What you should do:
Whenever a line in the data holds the string "html", pull that line out.

Record excerpts:
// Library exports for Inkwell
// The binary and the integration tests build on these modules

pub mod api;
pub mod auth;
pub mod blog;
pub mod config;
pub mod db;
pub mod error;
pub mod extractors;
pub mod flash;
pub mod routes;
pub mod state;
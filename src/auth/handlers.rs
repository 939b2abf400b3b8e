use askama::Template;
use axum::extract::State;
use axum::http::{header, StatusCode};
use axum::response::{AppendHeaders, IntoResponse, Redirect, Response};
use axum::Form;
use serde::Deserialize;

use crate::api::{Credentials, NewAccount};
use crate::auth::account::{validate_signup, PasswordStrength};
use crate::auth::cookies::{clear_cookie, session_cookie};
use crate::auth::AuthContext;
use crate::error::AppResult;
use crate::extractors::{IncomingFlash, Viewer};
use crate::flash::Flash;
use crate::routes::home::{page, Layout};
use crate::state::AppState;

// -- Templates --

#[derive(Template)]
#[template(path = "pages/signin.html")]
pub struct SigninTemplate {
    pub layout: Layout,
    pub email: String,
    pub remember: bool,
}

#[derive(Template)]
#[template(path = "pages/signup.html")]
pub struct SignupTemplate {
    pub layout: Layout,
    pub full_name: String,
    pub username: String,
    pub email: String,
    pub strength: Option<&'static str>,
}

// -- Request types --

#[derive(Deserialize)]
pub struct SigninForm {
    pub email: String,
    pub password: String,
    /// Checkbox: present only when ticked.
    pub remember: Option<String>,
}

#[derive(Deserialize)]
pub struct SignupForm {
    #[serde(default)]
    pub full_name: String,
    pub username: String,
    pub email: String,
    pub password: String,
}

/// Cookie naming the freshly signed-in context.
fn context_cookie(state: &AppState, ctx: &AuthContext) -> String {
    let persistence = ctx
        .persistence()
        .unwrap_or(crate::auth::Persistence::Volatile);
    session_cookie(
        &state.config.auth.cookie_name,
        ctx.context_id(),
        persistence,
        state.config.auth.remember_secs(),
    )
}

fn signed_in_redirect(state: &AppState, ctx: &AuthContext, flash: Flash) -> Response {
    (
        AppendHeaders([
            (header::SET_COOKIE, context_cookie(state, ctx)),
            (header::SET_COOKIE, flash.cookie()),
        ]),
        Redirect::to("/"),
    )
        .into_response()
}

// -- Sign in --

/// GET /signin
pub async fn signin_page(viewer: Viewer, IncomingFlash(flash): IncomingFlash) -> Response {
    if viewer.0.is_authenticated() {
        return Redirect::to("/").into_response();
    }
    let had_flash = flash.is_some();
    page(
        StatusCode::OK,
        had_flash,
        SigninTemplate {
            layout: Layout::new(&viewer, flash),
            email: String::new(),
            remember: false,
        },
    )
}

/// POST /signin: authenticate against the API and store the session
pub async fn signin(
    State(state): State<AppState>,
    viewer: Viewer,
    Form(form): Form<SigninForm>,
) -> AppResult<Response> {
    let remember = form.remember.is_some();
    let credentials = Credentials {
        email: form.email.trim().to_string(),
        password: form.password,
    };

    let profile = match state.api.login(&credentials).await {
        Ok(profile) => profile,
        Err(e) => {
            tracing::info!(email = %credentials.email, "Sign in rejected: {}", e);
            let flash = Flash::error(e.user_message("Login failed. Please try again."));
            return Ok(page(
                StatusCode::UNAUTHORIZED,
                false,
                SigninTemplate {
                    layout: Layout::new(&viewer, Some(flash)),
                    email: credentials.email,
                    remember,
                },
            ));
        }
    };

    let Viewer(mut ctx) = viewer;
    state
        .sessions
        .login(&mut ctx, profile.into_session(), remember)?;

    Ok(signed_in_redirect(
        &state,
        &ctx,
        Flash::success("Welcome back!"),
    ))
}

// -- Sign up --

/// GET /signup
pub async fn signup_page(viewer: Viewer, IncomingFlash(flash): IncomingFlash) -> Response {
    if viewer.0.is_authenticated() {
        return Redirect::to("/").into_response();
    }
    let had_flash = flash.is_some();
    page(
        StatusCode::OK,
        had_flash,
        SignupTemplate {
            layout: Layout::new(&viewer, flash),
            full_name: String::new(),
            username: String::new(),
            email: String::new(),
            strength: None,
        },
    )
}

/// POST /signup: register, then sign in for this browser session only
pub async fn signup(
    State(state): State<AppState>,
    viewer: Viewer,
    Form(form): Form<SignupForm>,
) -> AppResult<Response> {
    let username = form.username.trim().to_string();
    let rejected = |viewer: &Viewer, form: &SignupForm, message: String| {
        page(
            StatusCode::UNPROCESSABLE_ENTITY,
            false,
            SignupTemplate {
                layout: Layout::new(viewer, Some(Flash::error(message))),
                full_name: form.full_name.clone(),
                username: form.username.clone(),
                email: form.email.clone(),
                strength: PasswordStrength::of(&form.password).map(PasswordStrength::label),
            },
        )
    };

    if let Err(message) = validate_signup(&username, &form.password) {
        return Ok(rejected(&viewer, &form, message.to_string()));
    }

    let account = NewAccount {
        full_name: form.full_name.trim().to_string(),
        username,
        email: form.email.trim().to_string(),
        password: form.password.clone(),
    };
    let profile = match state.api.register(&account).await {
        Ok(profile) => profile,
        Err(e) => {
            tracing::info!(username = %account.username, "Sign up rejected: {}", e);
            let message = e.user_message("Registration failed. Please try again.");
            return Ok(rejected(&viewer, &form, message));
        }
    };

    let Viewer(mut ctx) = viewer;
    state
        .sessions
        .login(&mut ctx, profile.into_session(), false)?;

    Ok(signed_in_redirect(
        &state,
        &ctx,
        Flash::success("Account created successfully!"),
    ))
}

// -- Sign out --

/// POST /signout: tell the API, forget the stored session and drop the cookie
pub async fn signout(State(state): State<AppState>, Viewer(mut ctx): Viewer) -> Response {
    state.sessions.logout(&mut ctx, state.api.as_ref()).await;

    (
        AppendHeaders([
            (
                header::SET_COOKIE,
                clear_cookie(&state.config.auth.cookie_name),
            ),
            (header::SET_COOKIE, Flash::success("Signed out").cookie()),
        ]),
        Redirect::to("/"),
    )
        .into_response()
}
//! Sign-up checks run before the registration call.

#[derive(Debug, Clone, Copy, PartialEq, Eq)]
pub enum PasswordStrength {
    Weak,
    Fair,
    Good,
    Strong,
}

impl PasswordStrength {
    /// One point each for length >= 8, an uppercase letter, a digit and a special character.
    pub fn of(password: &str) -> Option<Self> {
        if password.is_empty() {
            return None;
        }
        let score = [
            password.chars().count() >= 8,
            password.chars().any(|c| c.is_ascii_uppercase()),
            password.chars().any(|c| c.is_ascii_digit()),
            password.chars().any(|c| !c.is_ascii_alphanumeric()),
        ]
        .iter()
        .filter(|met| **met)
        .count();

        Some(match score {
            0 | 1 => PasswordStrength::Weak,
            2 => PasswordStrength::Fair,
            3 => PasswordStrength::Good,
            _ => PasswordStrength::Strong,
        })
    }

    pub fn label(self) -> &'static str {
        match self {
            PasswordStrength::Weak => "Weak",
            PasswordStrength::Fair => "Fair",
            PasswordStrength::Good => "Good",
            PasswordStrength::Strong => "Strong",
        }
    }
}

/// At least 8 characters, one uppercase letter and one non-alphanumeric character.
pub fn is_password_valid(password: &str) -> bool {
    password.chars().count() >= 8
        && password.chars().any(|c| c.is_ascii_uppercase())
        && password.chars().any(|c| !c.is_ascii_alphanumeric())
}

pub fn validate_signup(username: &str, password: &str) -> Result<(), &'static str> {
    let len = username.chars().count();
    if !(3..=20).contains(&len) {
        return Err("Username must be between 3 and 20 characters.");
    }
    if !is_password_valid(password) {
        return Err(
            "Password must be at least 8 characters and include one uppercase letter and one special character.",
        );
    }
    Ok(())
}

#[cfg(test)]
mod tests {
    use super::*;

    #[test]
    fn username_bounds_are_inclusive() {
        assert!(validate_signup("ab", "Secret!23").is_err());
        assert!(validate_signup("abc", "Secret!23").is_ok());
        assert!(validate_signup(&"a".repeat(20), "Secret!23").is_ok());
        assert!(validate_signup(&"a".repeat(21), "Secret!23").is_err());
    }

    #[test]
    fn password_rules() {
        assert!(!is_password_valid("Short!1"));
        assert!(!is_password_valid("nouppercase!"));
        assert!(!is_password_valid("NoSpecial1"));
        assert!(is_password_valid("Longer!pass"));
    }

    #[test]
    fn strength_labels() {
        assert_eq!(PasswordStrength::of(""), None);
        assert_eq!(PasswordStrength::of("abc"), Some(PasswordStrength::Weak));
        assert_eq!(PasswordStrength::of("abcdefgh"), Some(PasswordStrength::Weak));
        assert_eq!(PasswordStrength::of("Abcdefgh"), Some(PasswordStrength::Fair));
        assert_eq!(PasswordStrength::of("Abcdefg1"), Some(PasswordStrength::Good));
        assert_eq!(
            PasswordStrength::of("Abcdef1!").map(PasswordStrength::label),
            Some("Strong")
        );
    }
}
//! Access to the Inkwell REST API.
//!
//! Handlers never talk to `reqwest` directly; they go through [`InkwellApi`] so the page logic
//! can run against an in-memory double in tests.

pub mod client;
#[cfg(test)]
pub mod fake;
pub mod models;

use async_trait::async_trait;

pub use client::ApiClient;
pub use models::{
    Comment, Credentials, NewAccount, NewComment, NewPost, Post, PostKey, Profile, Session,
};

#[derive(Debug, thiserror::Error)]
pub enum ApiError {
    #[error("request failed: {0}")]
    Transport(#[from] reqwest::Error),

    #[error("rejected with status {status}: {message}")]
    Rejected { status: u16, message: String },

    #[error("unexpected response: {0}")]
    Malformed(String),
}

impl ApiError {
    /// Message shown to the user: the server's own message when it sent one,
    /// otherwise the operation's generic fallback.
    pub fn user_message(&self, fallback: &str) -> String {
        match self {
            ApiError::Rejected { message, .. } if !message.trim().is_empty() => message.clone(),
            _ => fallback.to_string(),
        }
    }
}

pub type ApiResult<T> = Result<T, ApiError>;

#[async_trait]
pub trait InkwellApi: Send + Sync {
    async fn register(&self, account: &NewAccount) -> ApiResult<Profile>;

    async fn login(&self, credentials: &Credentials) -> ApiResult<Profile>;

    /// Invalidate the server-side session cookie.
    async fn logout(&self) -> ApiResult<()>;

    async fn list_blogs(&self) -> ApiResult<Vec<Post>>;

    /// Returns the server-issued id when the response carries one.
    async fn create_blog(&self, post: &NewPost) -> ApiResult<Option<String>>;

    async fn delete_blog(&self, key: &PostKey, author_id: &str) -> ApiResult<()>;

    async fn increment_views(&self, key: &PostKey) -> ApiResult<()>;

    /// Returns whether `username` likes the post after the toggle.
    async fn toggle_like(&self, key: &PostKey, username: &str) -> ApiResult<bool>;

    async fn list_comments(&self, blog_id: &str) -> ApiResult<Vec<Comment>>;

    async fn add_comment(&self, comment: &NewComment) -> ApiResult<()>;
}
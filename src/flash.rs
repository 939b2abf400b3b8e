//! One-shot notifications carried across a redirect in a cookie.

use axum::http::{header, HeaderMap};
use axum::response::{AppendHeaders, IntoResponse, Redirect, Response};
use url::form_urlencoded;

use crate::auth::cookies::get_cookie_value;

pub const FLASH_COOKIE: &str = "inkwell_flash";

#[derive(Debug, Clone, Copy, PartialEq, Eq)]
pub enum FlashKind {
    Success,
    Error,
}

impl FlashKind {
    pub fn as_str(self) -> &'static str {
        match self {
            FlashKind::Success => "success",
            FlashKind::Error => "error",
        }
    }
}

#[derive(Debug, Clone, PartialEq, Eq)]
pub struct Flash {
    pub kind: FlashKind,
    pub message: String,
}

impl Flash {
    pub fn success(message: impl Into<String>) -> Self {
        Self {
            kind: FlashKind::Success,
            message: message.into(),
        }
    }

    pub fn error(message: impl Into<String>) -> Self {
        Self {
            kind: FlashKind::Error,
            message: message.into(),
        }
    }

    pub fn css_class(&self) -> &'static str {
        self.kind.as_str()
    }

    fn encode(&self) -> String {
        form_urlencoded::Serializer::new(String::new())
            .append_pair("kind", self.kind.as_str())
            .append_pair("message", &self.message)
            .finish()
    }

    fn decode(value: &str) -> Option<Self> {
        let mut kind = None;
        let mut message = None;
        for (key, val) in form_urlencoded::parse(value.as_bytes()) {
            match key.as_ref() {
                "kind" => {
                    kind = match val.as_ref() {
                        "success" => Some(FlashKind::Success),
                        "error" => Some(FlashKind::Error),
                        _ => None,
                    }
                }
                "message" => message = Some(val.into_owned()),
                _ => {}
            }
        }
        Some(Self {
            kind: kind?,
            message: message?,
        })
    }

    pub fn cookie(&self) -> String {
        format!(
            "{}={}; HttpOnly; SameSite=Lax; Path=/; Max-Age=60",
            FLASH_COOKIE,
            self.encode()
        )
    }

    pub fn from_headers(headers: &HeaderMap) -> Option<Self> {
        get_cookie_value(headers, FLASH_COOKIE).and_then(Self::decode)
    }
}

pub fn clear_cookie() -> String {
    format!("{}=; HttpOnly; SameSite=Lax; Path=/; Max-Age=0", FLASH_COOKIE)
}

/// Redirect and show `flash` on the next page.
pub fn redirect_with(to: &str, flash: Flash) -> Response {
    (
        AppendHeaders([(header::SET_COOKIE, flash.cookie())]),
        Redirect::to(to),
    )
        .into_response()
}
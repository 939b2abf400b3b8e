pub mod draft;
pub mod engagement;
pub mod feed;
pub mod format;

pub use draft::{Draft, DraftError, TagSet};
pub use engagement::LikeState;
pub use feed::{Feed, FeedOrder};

Output:
#[template(path = "pages/signin.html")]
#[template(path = "pages/signup.html")]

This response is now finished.